Problem details —
Produce an exact copy of all records below.

Dataset excerpts —
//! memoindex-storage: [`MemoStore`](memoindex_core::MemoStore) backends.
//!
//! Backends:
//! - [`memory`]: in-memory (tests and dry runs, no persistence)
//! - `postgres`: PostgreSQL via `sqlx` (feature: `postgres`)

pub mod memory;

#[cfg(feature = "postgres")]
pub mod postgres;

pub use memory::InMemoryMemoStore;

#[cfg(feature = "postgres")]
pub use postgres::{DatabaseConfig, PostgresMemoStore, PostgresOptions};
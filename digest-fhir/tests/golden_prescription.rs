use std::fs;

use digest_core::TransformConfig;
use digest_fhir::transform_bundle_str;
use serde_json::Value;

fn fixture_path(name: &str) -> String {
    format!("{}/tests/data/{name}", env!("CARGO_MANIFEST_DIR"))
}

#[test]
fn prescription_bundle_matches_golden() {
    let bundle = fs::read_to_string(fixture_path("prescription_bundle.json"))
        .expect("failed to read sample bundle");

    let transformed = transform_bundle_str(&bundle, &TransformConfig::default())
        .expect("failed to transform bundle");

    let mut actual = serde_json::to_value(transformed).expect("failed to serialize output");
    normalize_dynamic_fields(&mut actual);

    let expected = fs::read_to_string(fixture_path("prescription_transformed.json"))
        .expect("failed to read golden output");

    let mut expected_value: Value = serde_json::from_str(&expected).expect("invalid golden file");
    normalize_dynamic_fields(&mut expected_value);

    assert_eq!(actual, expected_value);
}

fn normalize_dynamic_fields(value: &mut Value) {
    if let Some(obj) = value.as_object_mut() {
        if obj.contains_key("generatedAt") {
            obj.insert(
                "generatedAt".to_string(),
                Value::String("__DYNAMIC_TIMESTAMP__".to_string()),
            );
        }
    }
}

Result —
//! memoindex-storage: [`MemoStore`](memoindex_core::MemoStore) backends.
//!
//! Backends:
//! - [`memory`]: in-memory (tests and dry runs, no persistence)
//! - `postgres`: PostgreSQL via `sqlx` (feature: `postgres`)

pub mod memory;

#[cfg(feature = "postgres")]
pub mod postgres;

pub use memory::InMemoryMemoStore;

#[cfg(feature = "postgres")]
pub use postgres::{DatabaseConfig, PostgresMemoStore, PostgresOptions};
filename digest-fhir/tests/golden_prescription.rs
use std::fs;

use digest_core::TransformConfig;
use digest_fhir::transform_bundle_str;
use serde_json::Value;

fn fixture_path(name: &str) -> String {
    format!("{}/tests/data/{name}", env!("CARGO_MANIFEST_DIR"))
}

#[test]
fn prescription_bundle_matches_golden() {
    let bundle = fs::read_to_string(fixture_path("prescription_bundle.json"))
        .expect("failed to read sample bundle");

    let transformed = transform_bundle_str(&bundle, &TransformConfig::default())
        .expect("failed to transform bundle");

    let mut actual = serde_json::to_value(transformed).expect("failed to serialize output");
    normalize_dynamic_fields(&mut actual);

    let expected = fs::read_to_string(fixture_path("prescription_transformed.json"))
        .expect("failed to read golden output");

    let mut expected_value: Value = serde_json::from_str(&expected).expect("invalid golden file");
    normalize_dynamic_fields(&mut expected_value);

    assert_eq!(actual, expected_value);
}

fn normalize_dynamic_fields(value: &mut Value) {
    if let Some(obj) = value.as_object_mut() {
        if obj.contains_key("generatedAt") {
            obj.insert(
                "generatedAt".to_string(),
                Value::String("__DYNAMIC_TIMESTAMP__".to_string()),
            );
        }
    }
}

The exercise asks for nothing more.